1シーンで使用した火薬量がギネス記録を更新した話題のフィンランドの戦争映画「アンノウン・ソルジャー 英雄なき戦場」。6月22日からの公開に先立ち、試写会に招待頂いたので、早速、劇場に見てきました。
正直、見る前はあまり期待していなかった
北欧映画のイメージというと北欧デザインのような洗練されたシンプルさ。筆者の印象に強いのは邦画にはなるがヘルシンキを舞台にした「かもめ食堂」のような、おしゃれで淡々と過ぎる文学的なイメージがはあった。正直いうと私のあまり得意ではないジャンル。
「ん~、北欧映画か~」
「火薬の量と言っても1テイクだろ」
「フィンランド史上最高の製作費と言っても10億だろう」
「1シーンでも盛り上がる戦闘シーンがあるといいな」
と正直あまり期待値は高くなかった。
大半を占める戦闘シーンとリアルな描写にびっくり
映画が始まると戦地に向かう若い兵士と女性が分かれるシーンが描かれる。きれいなシーンだ。「やっぱり、こんな感じか」と思ったら、そのようなシーンはすぐに終わり序盤から予想外の戦闘シーンが続く。
その戦闘の描写が非常にリアルでいきなりスクリーンにくぎ付けになった。序盤から期待は見事に裏切られた。戦闘に戦車や戦闘機の登場はそう多くはない。その分、戦場を遠巻きに俯瞰して見るようなシーンは少なく、兵士に近い目線で戦場が描かれており、非常にリアルで、緊迫感ある戦闘シーンが描かれていたのだ。
リアルなのはカメラワークや演出だけではない
そのリアルな戦闘シーンはギネス記録の火薬量やカメラワークだけではない。キャスト陣やスタッフの経験からくるところが大きい。フィンランドは徴兵制を採用しており、18歳以上の全ての男子には6か月~12か月の兵役義務がある。つまり、映画に出てくる人は全員軍隊経験者なる。俳優だけではなく監督、スタッフ含めた全員である。ハリウッドの戦争映画で俳優陣が撮影前に短期間ブートキャンプに参加するのとは訳が違う。映画同様に国を守る為に訓練をしていたのだから、これは映画だが、基本的に彼らがやっていることはリアルなのである。

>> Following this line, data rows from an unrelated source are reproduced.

use crate::game_state::chess_types::{Color, Square};

pub const WHITE_PAWN_ATTACKS: [u64; 64] = generate_pawn_attacks(1);
pub const BLACK_PAWN_ATTACKS: [u64; 64] = generate_pawn_attacks(-1);

/// Squares a pawn of `color` standing on `square` attacks diagonally.
#[inline]
pub const fn pawn_attacks(color: Color, square: Square) -> u64 {
    match color {
        Color::White => WHITE_PAWN_ATTACKS[square.index()],
        Color::Black => BLACK_PAWN_ATTACKS[square.index()],
    }
}

const fn generate_pawn_attacks(direction: i8) -> [u64; 64] {
    let mut table = [0u64; 64];
    let mut sq = 0usize;

    while sq < 64 {
        let file = (sq % 8) as i8;
        let rank = (sq / 8) as i8 + direction;
        let mut attacks = 0u64;

        if rank >= 0 && rank <= 7 {
            if file > 0 {
                attacks |= 1u64 << ((rank as usize) * 8 + (file as usize) - 1);
            }
            if file < 7 {
                attacks |= 1u64 << ((rank as usize) * 8 + (file as usize) + 1);
            }
        }

        table[sq] = attacks;
        sq += 1;
    }

    table
}

#[cfg(test)]
mod tests {
    use super::pawn_attacks;
    use crate::game_state::chess_types::{Color, Square};

    fn sq(name: &str) -> Square {
        name.parse().expect("square should parse")
    }

    #[test]
    fn pawn_attacks_point_forward() {
        let white = pawn_attacks(Color::White, sq("e4"));
        assert_eq!(white, sq("d5").bit() | sq("f5").bit());

        let black = pawn_attacks(Color::Black, sq("e4"));
        assert_eq!(black, sq("d3").bit() | sq("f3").bit());
    }

    #[test]
    fn edge_pawns_attack_one_square() {
        assert_eq!(pawn_attacks(Color::White, sq("a2")), sq("b3").bit());
        assert_eq!(pawn_attacks(Color::Black, sq("h7")), sq("g6").bit());
        assert_eq!(pawn_attacks(Color::White, sq("c8")), 0);
    }
}
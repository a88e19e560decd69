use crate::game_state::{chess_types::*, game_state::GameState};

/// Push one plain move per square in `targets`, skipping squares held by the
/// side to move.
#[inline]
pub fn push_targets(game_state: &GameState, from: Square, targets: u64, out: &mut Vec<Move>) {
    let own_occ = game_state.occupancy_of(game_state.side_to_move);
    out.extend(squares_in(targets & !own_occ).map(|to| Move::new(from, to)));
}

/// Enemy piece kind on `square` from the side to move's point of view.
#[inline]
pub fn enemy_piece_on(game_state: &GameState, square: Square) -> Option<PieceKind> {
    match game_state.piece_at(square) {
        Some(piece) if piece.color != game_state.side_to_move => Some(piece.kind),
        _ => None,
    }
}

/// Square of the pawn an en-passant capture onto `to` by `mover` would take.
///
/// `None` unless `to` is the board's en-passant target and an enemy pawn
/// stands directly behind it.
pub fn en_passant_victim(game_state: &GameState, mover: Color, to: Square) -> Option<Square> {
    if game_state.en_passant_square != Some(to) || !game_state.is_empty(to) {
        return None;
    }
    let victim_sq = to.offset(0, -mover.pawn_direction())?;
    match game_state.piece_at(victim_sq) {
        Some(piece) if piece.color != mover && piece.kind == PieceKind::Pawn => Some(victim_sq),
        _ => None,
    }
}

/// Push `from -> to`, expanded into the four promotion choices when the
/// pawn reaches its last rank.
#[inline]
pub fn push_pawn_move(side: Color, from: Square, to: Square, out: &mut Vec<Move>) {
    if to.rank() == side.promotion_rank() {
        out.extend(
            PROMOTION_KINDS
                .iter()
                .map(|&kind| Move::with_promotion(from, to, kind)),
        );
    } else {
        out.push(Move::new(from, to));
    }
}
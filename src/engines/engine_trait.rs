//! Engine abstraction layer used by the move selector.
//!
//! Each difficulty is served by a strategy behind the `Engine` trait so the
//! selector can swap or inject strategies without caring how they pick.

use std::fmt;
use std::sync::atomic::AtomicBool;
use std::sync::Arc;

use crate::game_state::chess_errors::{ChessError, ChessResult};
use crate::game_state::{chess_types::Move, game_state::GameState};
use crate::search::board_scoring::EvalTier;

#[derive(Debug, Clone, Copy, PartialEq, Eq, Hash)]
pub enum Difficulty {
    Easy,
    Medium,
    Hard,
}

impl Difficulty {
    pub const ALL: [Difficulty; 3] = [Difficulty::Easy, Difficulty::Medium, Difficulty::Hard];

    #[inline]
    pub const fn index(self) -> usize {
        match self {
            Difficulty::Easy => 0,
            Difficulty::Medium => 1,
            Difficulty::Hard => 2,
        }
    }

    /// Search depth in plies when no explicit depth is configured.
    /// Easy does not search.
    pub const fn default_depth(self) -> u8 {
        match self {
            Difficulty::Easy => 0,
            Difficulty::Medium => 3,
            Difficulty::Hard => 4,
        }
    }

    pub const fn eval_tier(self) -> EvalTier {
        match self {
            Difficulty::Easy => EvalTier::Material,
            Difficulty::Medium => EvalTier::Positional,
            Difficulty::Hard => EvalTier::KingSafety,
        }
    }
}

impl fmt::Display for Difficulty {
    fn fmt(&self, f: &mut fmt::Formatter<'_>) -> fmt::Result {
        let name = match self {
            Difficulty::Easy => "Easy",
            Difficulty::Medium => "Medium",
            Difficulty::Hard => "Hard",
        };
        f.write_str(name)
    }
}

pub trait Engine: Send {
    fn name(&self) -> &str;

    /// String-keyed tuning. Unknown keys are rejected.
    fn set_option(&mut self, name: &str, _value: &str) -> ChessResult<()> {
        Err(ChessError::InvalidOption(format!(
            "{} does not support option {name:?}",
            self.name()
        )))
    }

    /// Pick a legal move for the side to move.
    ///
    /// Fails with `NoLegalMoves` in terminal positions and with
    /// `EngineClosed` once `release` has run.
    fn select_move(&mut self, game_state: &GameState) -> ChessResult<Move>;

    /// Share a flag that, once raised, asks a running selection to finish
    /// early. Strategies that answer instantly ignore it.
    fn attach_stop_signal(&mut self, _stop: Arc<AtomicBool>) {}

    /// Free the session resource. Safe to call more than once.
    fn release(&mut self);

    fn is_released(&self) -> bool;
}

そんな、リアルな戦闘シーンが見れる「アウンノウン・ソルジャー 英雄なき戦場 」は6月22日(土)より新宿武蔵野館にて全国順次ロードショーされます。
アンノウン・ソルジャーについて
フィンランドではフィンランド映画史上最も動員した映画になり、製作費もフィンランド史上最高額。1テイクに使用した火薬量はギネス記録というフィンランド史上最高の映画となる。
原作
本作の原作である小説「アンノウン・ソルジャー」はフィンランドでは知らない人はいないと戦争文学の傑作になり、作者本人が経験したフィンランドの戦争=継続戦争の実相を赤裸々に描いたものである。同作の映画化は1955年、1985年の3度目の映画化になり、いかにフィンラン人から親しまれているのかが分かると思う。
継続戦争とは
第二次世界大戦における太平洋戦争と独ソ戦が始まった1941年から44年にかけてフィンランドとソ連の間で戦われた戦争である。継続戦争に先立ち1939年にから1940年にかけて、ソ連によるフィンランドへの侵略、いわゆる”冬戦争”が戦われた。この戦争でフィンランドは敗れ、その代償としてカレアリ地方を含む広大な国土をソ連に占領される。1941年にドイツがソ連への侵攻を開始。それに呼応して、国土回復を掲げたフィンランドはソ連との戦争を再開した。ドイツとともにソ連に侵攻したように見えるがフィンランドの立場からすれば、ドイツとは別の戦争、すなわち冬戦争からの継続であるとして、継続戦争と呼ぶ。
ストーリー
この戦争に参加した一機関銃中隊に配属された熟練兵ロッカを主人公としている。ロッカは家族と農業を営んでいたが、冬戦争で土地(カレアリ)が奪われたため領土を取り戻し元の畑を耕したいと願っていた。婚約者とヘルシンキで式を挙げてすぐに前線にもどる小隊長のカリオルト。上官の命令に疑問を抱きながらも最後まで中隊を指揮する小隊長のコスケラ。戦場でも純粋な心を失わないカリルオトの4名の兵士を軸に進んでいく。
内容は作者自身の経験から第8歩兵連隊をモデルにしており、映画も連隊の行動に沿って物語は進んでいく。序盤の快進撃により、領土を回復するも侵略者とされる理不尽。最後にはソ連軍の圧倒的な戦力によって再び敗れる痛み、これらが戦争の進展に従い赤裸々に描き出されている。本作はこうしたフィンランド民族が背負った歴史の重い十字架そのものを描写しているのである。